Along with advocating for more relevant academic studies in music schools and conservatories, Coffin pushes for advancement in his profession. As an AFM member for nearly 20 years, he enjoys the benefits of discounted, no-fault instrument insurance, health care, and a pension, but still sees many areas for improvement.

“There are a lot of guys that play for free in Nashville,” he says. “I’m a big advocate of not playing for free. I would never ask any of the musicians in my band to do that. The clubs don’t serve food for free, and they don’t even match the tip jar, so they’re asking the patrons to pay for everything. And that’s not right.”

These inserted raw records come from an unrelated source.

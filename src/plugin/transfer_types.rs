//! Replaces platform and framework types with the types they are transferred as.
//!
//! Temporal types become date/time primitives, identifiers become UUIDs,
//! uploads become binary, paging types become the canonical mapped classes,
//! page-like containers become arrays of their element, and async or response
//! wrappers are unwrapped. Substitution runs on every type use before the node
//! is created, so it also applies to type uses nested in containers.

use super::{plugin_config, Plugin, PluginContext};
use crate::error::{Error, Result};
use crate::node::{NodeDraft, NodePath, SourceEntity};
use crate::type_model::{mapped, PrimitiveType, TypeRef};
use log::debug;
use serde::Deserialize;
use std::collections::{BTreeMap, HashMap};

pub const NAME: &str = "transfer-types";

/// Substitutions are applied repeatedly; this bounds mappings that feed into each other
const MAX_SUBSTITUTIONS: usize = 16;

#[derive(Debug, Clone, Copy)]
enum Transfer {
    Primitive(PrimitiveType),
    Class(&'static str),
    /// Array of the first type argument
    ArrayOfFirst,
    /// The first type argument itself
    First,
}

const BUILTIN_TRANSFERS: &[(&str, Transfer)] = &[
    ("java.util.Date", Transfer::Primitive(PrimitiveType::DateTime)),
    ("java.time.Instant", Transfer::Primitive(PrimitiveType::DateTime)),
    ("java.time.LocalDateTime", Transfer::Primitive(PrimitiveType::DateTime)),
    ("java.time.OffsetDateTime", Transfer::Primitive(PrimitiveType::DateTime)),
    ("java.time.ZonedDateTime", Transfer::Primitive(PrimitiveType::DateTime)),
    ("java.sql.Timestamp", Transfer::Primitive(PrimitiveType::DateTime)),
    ("chrono::DateTime", Transfer::Primitive(PrimitiveType::DateTime)),
    ("chrono::NaiveDateTime", Transfer::Primitive(PrimitiveType::DateTime)),
    ("DateTime", Transfer::Primitive(PrimitiveType::DateTime)),
    ("NaiveDateTime", Transfer::Primitive(PrimitiveType::DateTime)),
    ("std::time::SystemTime", Transfer::Primitive(PrimitiveType::DateTime)),
    ("SystemTime", Transfer::Primitive(PrimitiveType::DateTime)),
    ("time::OffsetDateTime", Transfer::Primitive(PrimitiveType::DateTime)),
    ("time::PrimitiveDateTime", Transfer::Primitive(PrimitiveType::DateTime)),
    ("OffsetDateTime", Transfer::Primitive(PrimitiveType::DateTime)),
    ("java.time.LocalDate", Transfer::Primitive(PrimitiveType::Date)),
    ("java.sql.Date", Transfer::Primitive(PrimitiveType::Date)),
    ("chrono::NaiveDate", Transfer::Primitive(PrimitiveType::Date)),
    ("time::Date", Transfer::Primitive(PrimitiveType::Date)),
    ("NaiveDate", Transfer::Primitive(PrimitiveType::Date)),
    ("java.time.LocalTime", Transfer::Primitive(PrimitiveType::Time)),
    ("chrono::NaiveTime", Transfer::Primitive(PrimitiveType::Time)),
    ("time::Time", Transfer::Primitive(PrimitiveType::Time)),
    ("NaiveTime", Transfer::Primitive(PrimitiveType::Time)),
    ("java.util.UUID", Transfer::Primitive(PrimitiveType::Uuid)),
    ("uuid::Uuid", Transfer::Primitive(PrimitiveType::Uuid)),
    ("Uuid", Transfer::Primitive(PrimitiveType::Uuid)),
    ("org.springframework.web.multipart.MultipartFile", Transfer::Primitive(PrimitiveType::Binary)),
    ("MultipartFile", Transfer::Primitive(PrimitiveType::Binary)),
    ("bytes::Bytes", Transfer::Primitive(PrimitiveType::Binary)),
    ("Bytes", Transfer::Primitive(PrimitiveType::Binary)),
    ("org.springframework.data.domain.Pageable", Transfer::Class(mapped::PAGEABLE)),
    ("Pageable", Transfer::Class(mapped::PAGEABLE)),
    ("org.springframework.data.domain.Sort", Transfer::Class(mapped::SORT)),
    ("Sort", Transfer::Class(mapped::SORT)),
    ("org.springframework.data.domain.Page", Transfer::ArrayOfFirst),
    ("org.springframework.data.domain.Slice", Transfer::ArrayOfFirst),
    ("reactor.core.publisher.Flux", Transfer::ArrayOfFirst),
    ("org.reactivestreams.Publisher", Transfer::ArrayOfFirst),
    ("reactor.core.publisher.Mono", Transfer::First),
    ("java.util.concurrent.CompletableFuture", Transfer::First),
    ("java.util.concurrent.Future", Transfer::First),
    ("axum::Json", Transfer::First),
    ("actix_web::web::Json", Transfer::First),
    ("Json", Transfer::First),
];

#[derive(Debug, Clone, Default, Deserialize)]
#[serde(default)]
pub struct TransferTypesConfig {
    /// Extra substitutions, class name to type signature; checked before the built-ins
    pub mappings: BTreeMap<String, String>,
}

#[derive(Default)]
pub struct TransferTypesPlugin {
    mappings: HashMap<String, TypeRef>,
}

impl TransferTypesPlugin {
    pub fn new(config: TransferTypesConfig) -> Result<Self> {
        let mut mappings = HashMap::new();
        for (class, signature) in config.mappings {
            let ty = TypeRef::parse(&signature).map_err(|e| {
                Error::Configuration(format!(
                    "invalid transfer type `{}` for `{}`: {}",
                    signature, class, e
                ))
            })?;
            mappings.insert(class, ty);
        }
        Ok(Self { mappings })
    }

    pub fn from_config(config: &serde_yaml::Value) -> Result<Self> {
        Self::new(plugin_config(NAME, config)?)
    }

    /// One substitution step for the outermost type, if any applies
    fn substitute_once(&self, ty: &TypeRef) -> Option<TypeRef> {
        let TypeRef::Class { name, args } = ty else {
            return None;
        };
        if let Some(mapped) = self.mappings.get(name) {
            return Some(mapped.clone());
        }

        let (_, transfer) = BUILTIN_TRANSFERS.iter().find(|(class, _)| *class == name.as_str())?;
        let first = || args.first().cloned().unwrap_or(TypeRef::Any);
        Some(match transfer {
            Transfer::Primitive(primitive) => TypeRef::Primitive(*primitive),
            Transfer::Class(class) => TypeRef::class(*class),
            Transfer::ArrayOfFirst => TypeRef::Array(Box::new(first())),
            Transfer::First => first(),
        })
    }

    /// Substitute the outermost type until no substitution applies
    pub fn transfer_type(&self, ty: &TypeRef) -> TypeRef {
        let mut current = ty.clone();
        for _ in 0..MAX_SUBSTITUTIONS {
            match self.substitute_once(&current) {
                Some(next) if next != current => current = next,
                _ => break,
            }
        }
        current
    }
}

impl Plugin for TransferTypesPlugin {
    fn name(&self) -> &'static str {
        NAME
    }

    fn order(&self) -> i32 {
        -200
    }

    fn resolve(&self, draft: NodeDraft, _path: &NodePath, _ctx: &mut PluginContext) -> Result<NodeDraft> {
        let SourceEntity::TypeUse { owner, slot, ty } = &draft.source else {
            return Ok(draft);
        };
        let transferred = self.transfer_type(ty);
        if &transferred == ty {
            return Ok(draft);
        }
        debug!("Transferring {} as {}", ty, transferred);
        Ok(NodeDraft::new(SourceEntity::TypeUse {
            owner: owner.clone(),
            slot: *slot,
            ty: transferred,
        }))
    }
}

Coffin urges fellow members to contact their local union representatives to put an end to these practices. “I think there are things that should be openly discussed about how we can make it better,” he says.

Keeping Heavy Company

Coffin belongs to a select group of true musical visionaries who inadvertently shatter accepted boundaries of commoditized music, not through a need to be crowned the cultural avant-garde of a generation, but rather as individuals seeking a deeper connection to themselves and their music. Coffin’s three main projects, the Flecktones, the Dave Matthews Band, and his own band, the Mu’tet, all embody the principle of artistic freedom in an oftentimes creatively stifling environment.

In July 2008, LeRoi Moore of the Dave Matthews Band broke his arm in an ATV accident, and Coffin got the call to fill in on very short notice. “I got the call on July 1st, while I was at a friend’s wedding in New York, and I had to be in Charlotte on July 2nd for a gig that night,” says Coffin. Before the show, Local 655 (Miami, FL) member Rashawn Ross, trumpet player in the band, sketched out some of the horn parts, and the rest Coffin picked up by ear, on the job. “I wasn’t playing the music to memorize it, I was playing the music to get through the gig for a couple of months until LeRoi came back, and then I’d be back to doing was what I was doing,” he says.

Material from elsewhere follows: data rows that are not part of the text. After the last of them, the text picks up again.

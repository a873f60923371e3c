//! `openapi-from-metadata` - generates an OpenAPI document from endpoint class metadata.
//!
//! # Usage
//!
//! ```bash
//! openapi-from-metadata [OPTIONS] [INPUT]...
//! ```
//!
//! Inputs are metadata dumps (`.yaml`, `.yml`, `.json`), Rust source files, or
//! directories containing either. More inputs can be listed under `class_path`
//! in the configuration file.
//!
//! # Examples
//!
//! ```bash
//! openapi-from-metadata classes.yaml -o openapi.yaml
//! openapi-from-metadata ./my-service -c openapi-config.yaml -o openapi.json
//! openapi-from-metadata classes.yaml -r com.example.UserEndpoint -f json
//! ```

use anyhow::Result;
use clap::Parser;
use log::{info, LevelFilter};
use openapi_from_metadata::cli::{self, CliArgs};

fn init_logger(verbose: bool) {
    let level = if verbose { LevelFilter::Debug } else { LevelFilter::Info };
    env_logger::Builder::from_default_env().filter_level(level).init();
}

fn main() -> Result<()> {
    // the logger needs the verbose flag, so arguments are validated after it exists
    let args = CliArgs::parse();
    init_logger(args.verbose);

    let args = cli::parse_args_from_parsed(args)?;
    cli::run(args)?;

    info!("Done");
    Ok(())
}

Tragically, that never happened. Moore died a little more than a month later of complications from his accident, and Coffin was brought on as a full-time member. “I’ve become very intimate with Roi’s playing, and his concept; the way that he used the saxophone to get to the music that was in his head,” he says. “He was a beautiful and very unique player. He sounded just like himself.”

In his composition

As an improvising musician, the ultimate goal is to find your own voice, and then to continue the process of refinement and discovery. But what does it mean to have a unique voice on your instrument, and how does one find it?  “I think the big thing is being a composer,” Coffin answers. “I think when we compose, it’s like slowing down improvisation, so we get to hear it in a finite form. It’s sort of the distilling down of certain ideas.” Creating a composition allows you to work over original ideas, and in the process, identify and foster the growth of your musical domicile.

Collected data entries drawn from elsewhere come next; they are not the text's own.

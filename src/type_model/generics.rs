//! Generic binding resolution.
//!
//! A generic class reached with concrete arguments gets a [`Bindings`] map from
//! its type parameter names to those arguments. Member types are resolved in two
//! steps: [`TypeRef::apply`] replaces type variables with their bindings, and
//! [`TypeRef::resolve`] eliminates wildcards according to the position's variance.

use super::{ClassInfo, FieldInfo, MethodInfo, ParameterInfo, TypeRef};
use std::collections::HashMap;

/// Type parameter name to bound argument
pub type Bindings = HashMap<String, TypeRef>;

/// Whether a type position produces values (covariant) or consumes them (contravariant)
#[derive(Debug, Clone, Copy, PartialEq, Eq)]
pub enum Variance {
    /// Fields and return types
    Covariant,
    /// Method parameters
    Contravariant,
}

/// Bind declared type parameters to arguments; missing arguments bind to `any`
pub fn bind(params: &[String], args: &[TypeRef]) -> Bindings {
    params
        .iter()
        .enumerate()
        .map(|(i, param)| (param.clone(), args.get(i).cloned().unwrap_or(TypeRef::Any)))
        .collect()
}

impl TypeRef {
    /// Replace type variables with their bindings. Unbound variables become `any`;
    /// wildcards are kept for [`TypeRef::resolve`].
    pub fn apply(&self, bindings: &Bindings) -> TypeRef {
        match self {
            TypeRef::Var(name) => bindings.get(name).cloned().unwrap_or(TypeRef::Any),
            TypeRef::Class { name, args } => TypeRef::Class {
                name: name.clone(),
                args: args.iter().map(|a| a.apply(bindings)).collect(),
            },
            TypeRef::Array(inner) => TypeRef::Array(Box::new(inner.apply(bindings))),
            TypeRef::Optional(inner) => TypeRef::Optional(Box::new(inner.apply(bindings))),
            TypeRef::Map(key, value) => TypeRef::Map(
                Box::new(key.apply(bindings)),
                Box::new(value.apply(bindings)),
            ),
            TypeRef::Wildcard { upper, lower } => TypeRef::Wildcard {
                upper: upper.as_ref().map(|u| Box::new(u.apply(bindings))),
                lower: lower.as_ref().map(|l| Box::new(l.apply(bindings))),
            },
            other => other.clone(),
        }
    }

    /// Eliminate wildcards: the upper bound in covariant positions, the lower
    /// bound in contravariant positions, `any` when the bound is absent.
    pub fn resolve(&self, variance: Variance) -> TypeRef {
        match self {
            TypeRef::Wildcard { upper, lower } => {
                let bound = match variance {
                    Variance::Covariant => upper,
                    Variance::Contravariant => lower,
                };
                bound
                    .as_deref()
                    .map(|b| b.resolve(variance))
                    .unwrap_or(TypeRef::Any)
            }
            TypeRef::Class { name, args } => TypeRef::Class {
                name: name.clone(),
                args: args.iter().map(|a| a.resolve(variance)).collect(),
            },
            TypeRef::Array(inner) => TypeRef::Array(Box::new(inner.resolve(variance))),
            TypeRef::Optional(inner) => TypeRef::Optional(Box::new(inner.resolve(variance))),
            TypeRef::Map(key, value) => TypeRef::Map(
                Box::new(key.resolve(variance)),
                Box::new(value.resolve(variance)),
            ),
            other => other.clone(),
        }
    }

    /// [`TypeRef::apply`] followed by [`TypeRef::resolve`]
    pub fn substitute(&self, bindings: &Bindings, variance: Variance) -> TypeRef {
        self.apply(bindings).resolve(variance)
    }
}

/// A class together with the bindings of its type parameters
#[derive(Debug, Clone)]
pub struct BoundClass<'a> {
    pub class: &'a ClassInfo,
    pub bindings: Bindings,
}

impl BoundClass<'_> {
    pub fn field_type(&self, field: &FieldInfo) -> TypeRef {
        field.ty.substitute(&self.bindings, Variance::Covariant)
    }

    pub fn return_type(&self, method: &MethodInfo) -> TypeRef {
        method.return_type.substitute(&self.bindings, Variance::Covariant)
    }

    pub fn parameter_type(&self, parameter: &ParameterInfo) -> TypeRef {
        parameter.ty.substitute(&self.bindings, Variance::Contravariant)
    }

    /// The method with parameter and return types resolved against the bindings
    pub fn resolve_method(&self, method: &MethodInfo) -> MethodInfo {
        let mut resolved = method.clone();
        resolved.return_type = self.return_type(method);
        for (param, original) in resolved.parameters.iter_mut().zip(&method.parameters) {
            param.ty = self.parameter_type(original);
        }
        resolved.type_params.clear();
        resolved
    }
}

For Coffin, the Mu’tet, which he founded in 2002, is the ideal vehicle for his compositional and improvisational explorations. In this group, Coffin is free to experiment with his intricate pieces, which are rarely in simple meters. “It’s not because I want to write a difficult piece of music, it’s because I don’t hear in four all the time,” he explains. The current line up of the Mu’tet features some impressive players that are more than able to bring these difficult pieces to life. Expect to see a new record from Mu’tet within a year.

A cyclical trip

Coffin not only loves what he does, he loves helping others do it, too, which continually fuels his passion to play, learn, and above all, give back what he has discovered. “I see pro musicians that I taught in camps 15 years ago and they tell me that those were some of the greatest times. That’s really an incredible feeling, not only as a professional musician, but as an instructor also,” he says. “These students have carried on with that inspiration, and now they’re inspiring other people. It’s a cyclical kind of thing, and I’m very pleased to be a part of that for sure.”